■ WHAT THIS TASK INVOLVES ■
After locating the line that contains "FillOutcome::exhausted()" in the following entries, reproduce it and each later line exactly, including the last.

■ Records drawn from a dataset ■
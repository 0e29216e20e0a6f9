//! The resilient fill engine.
//!
//! Runs an ordered cascade of [`FillStrategy`]s against a widget and stops at
//! the first one after which the widget displays exactly the prompt. The
//! cascade is chosen by what the discovered element actually is: a
//! value-bearing provider whose page now renders a content-editable region
//! gets the content-editable cascade.

use serde::Serialize;
use tracing::{debug, warn};

use promptcast_protocols::{Widget, WidgetKind};

use crate::strategy::{
    ClipboardPaste, ComponentChangeHandler, FillContext, FillStrategy, InsertTextCommand,
    Keystrokes, ParagraphReplace, PrototypeSetter, TextAssignment,
};

/// Result of one fill. Never an error.
#[derive(Debug, Clone, Copy, PartialEq, Eq, Serialize)]
pub struct FillOutcome {
    pub filled: bool,
    /// Name of the strategy that verified, if any.
    pub strategy: Option<&'static str>,
}

impl FillOutcome {
    fn verified(strategy: &'static str) -> Self {
        Self {
            filled: true,
            strategy: Some(strategy),
        }
    }

    fn exhausted() -> Self {
        Self {
            filled: false,
            strategy: None,
        }
    }
}

pub struct FillEngine {
    ctx: FillContext,
    value_cascade: Vec<Box<dyn FillStrategy>>,
    editable_cascade: Vec<Box<dyn FillStrategy>>,
}

impl FillEngine {
    pub fn new(ctx: FillContext) -> Self {
        Self {
            ctx,
            value_cascade: vec![
                Box::new(PrototypeSetter),
                Box::new(ComponentChangeHandler),
                Box::new(InsertTextCommand { notify: false }),
                Box::new(ClipboardPaste),
                Box::new(Keystrokes),
            ],
            editable_cascade: vec![
                Box::new(InsertTextCommand { notify: true }),
                Box::new(ClipboardPaste),
                Box::new(ParagraphReplace),
                Box::new(TextAssignment),
            ],
        }
    }

    /// Drop the component change-handler walk from the value cascade.
    pub fn without_component_handler(mut self) -> Self {
        self.value_cascade
            .retain(|s| s.name() != ComponentChangeHandler.name());
        self
    }

    /// Strategy names, in order, for a widget kind.
    pub fn cascade(&self, kind: WidgetKind) -> Vec<&'static str> {
        self.strategies(kind).iter().map(|s| s.name()).collect()
    }

    fn strategies(&self, kind: WidgetKind) -> &[Box<dyn FillStrategy>] {
        match kind {
            WidgetKind::ValueControl => &self.value_cascade,
            WidgetKind::Editable => &self.editable_cascade,
        }
    }

    pub async fn fill(&self, widget: &dyn Widget, text: &str) -> FillOutcome {
        let kind = widget.kind();
        for strategy in self.strategies(kind) {
            match strategy.apply(widget, text, &self.ctx).await {
                Ok(()) => {
                    if self.displays(widget, text).await {
                        debug!("{} filled {}", strategy.name(), widget.describe());
                        if kind == WidgetKind::ValueControl {
                            if let Err(e) = widget.place_caret_at_end().await {
                                debug!("Could not move caret: {}", e);
                            }
                        }
                        return FillOutcome::verified(strategy.name());
                    }
                    debug!("{} did not take on {}", strategy.name(), widget.describe());
                }
                Err(e) => debug!("{} failed on {}: {}", strategy.name(), widget.describe(), e),
            }
        }

        warn!("Every fill strategy failed on {}", widget.describe());
        FillOutcome::exhausted()
    }

    /// Post-condition: the widget displays exactly `text`. Rendered text of
    /// an editable region may differ only in surrounding whitespace.
    async fn displays(&self, widget: &dyn Widget, text: &str) -> bool {
        let shown = match widget.kind() {
            WidgetKind::ValueControl => widget.value().await,
            WidgetKind::Editable => widget.rendered_text().await,
        };
        match (widget.kind(), shown) {
            (WidgetKind::ValueControl, Ok(shown)) => shown == text,
            (WidgetKind::Editable, Ok(shown)) => shown == text || shown.trim() == text.trim(),
            (_, Err(e)) => {
                debug!("Could not read back {}: {}", widget.describe(), e);
                false
            }
        }
    }
}

impl Default for FillEngine {
    fn default() -> Self {
        Self::new(FillContext::default())
    }
}

#[cfg(test)]
#[path = "engine_tests.rs"]
mod tests;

■ EXERCISE OUTPUT ■
        FillOutcome::exhausted()
    }

    /// Post-condition: the widget displays exactly `text`. Rendered text of
    /// an editable region may differ only in surrounding whitespace.
    async fn displays(&self, widget: &dyn Widget, text: &str) -> bool {
        let shown = match widget.kind() {
            WidgetKind::ValueControl => widget.value().await,
            WidgetKind::Editable => widget.rendered_text().await,
        };
        match (widget.kind(), shown) {
            (WidgetKind::ValueControl, Ok(shown)) => shown == text,
            (WidgetKind::Editable, Ok(shown)) => shown == text || shown.trim() == text.trim(),
            (_, Err(e)) => {
                debug!("Could not read back {}: {}", widget.describe(), e);
                false
            }
        }
    }
}

impl Default for FillEngine {
    fn default() -> Self {
        Self::new(FillContext::default())
    }
}

#[cfg(test)]
#[path = "engine_tests.rs"]
mod tests;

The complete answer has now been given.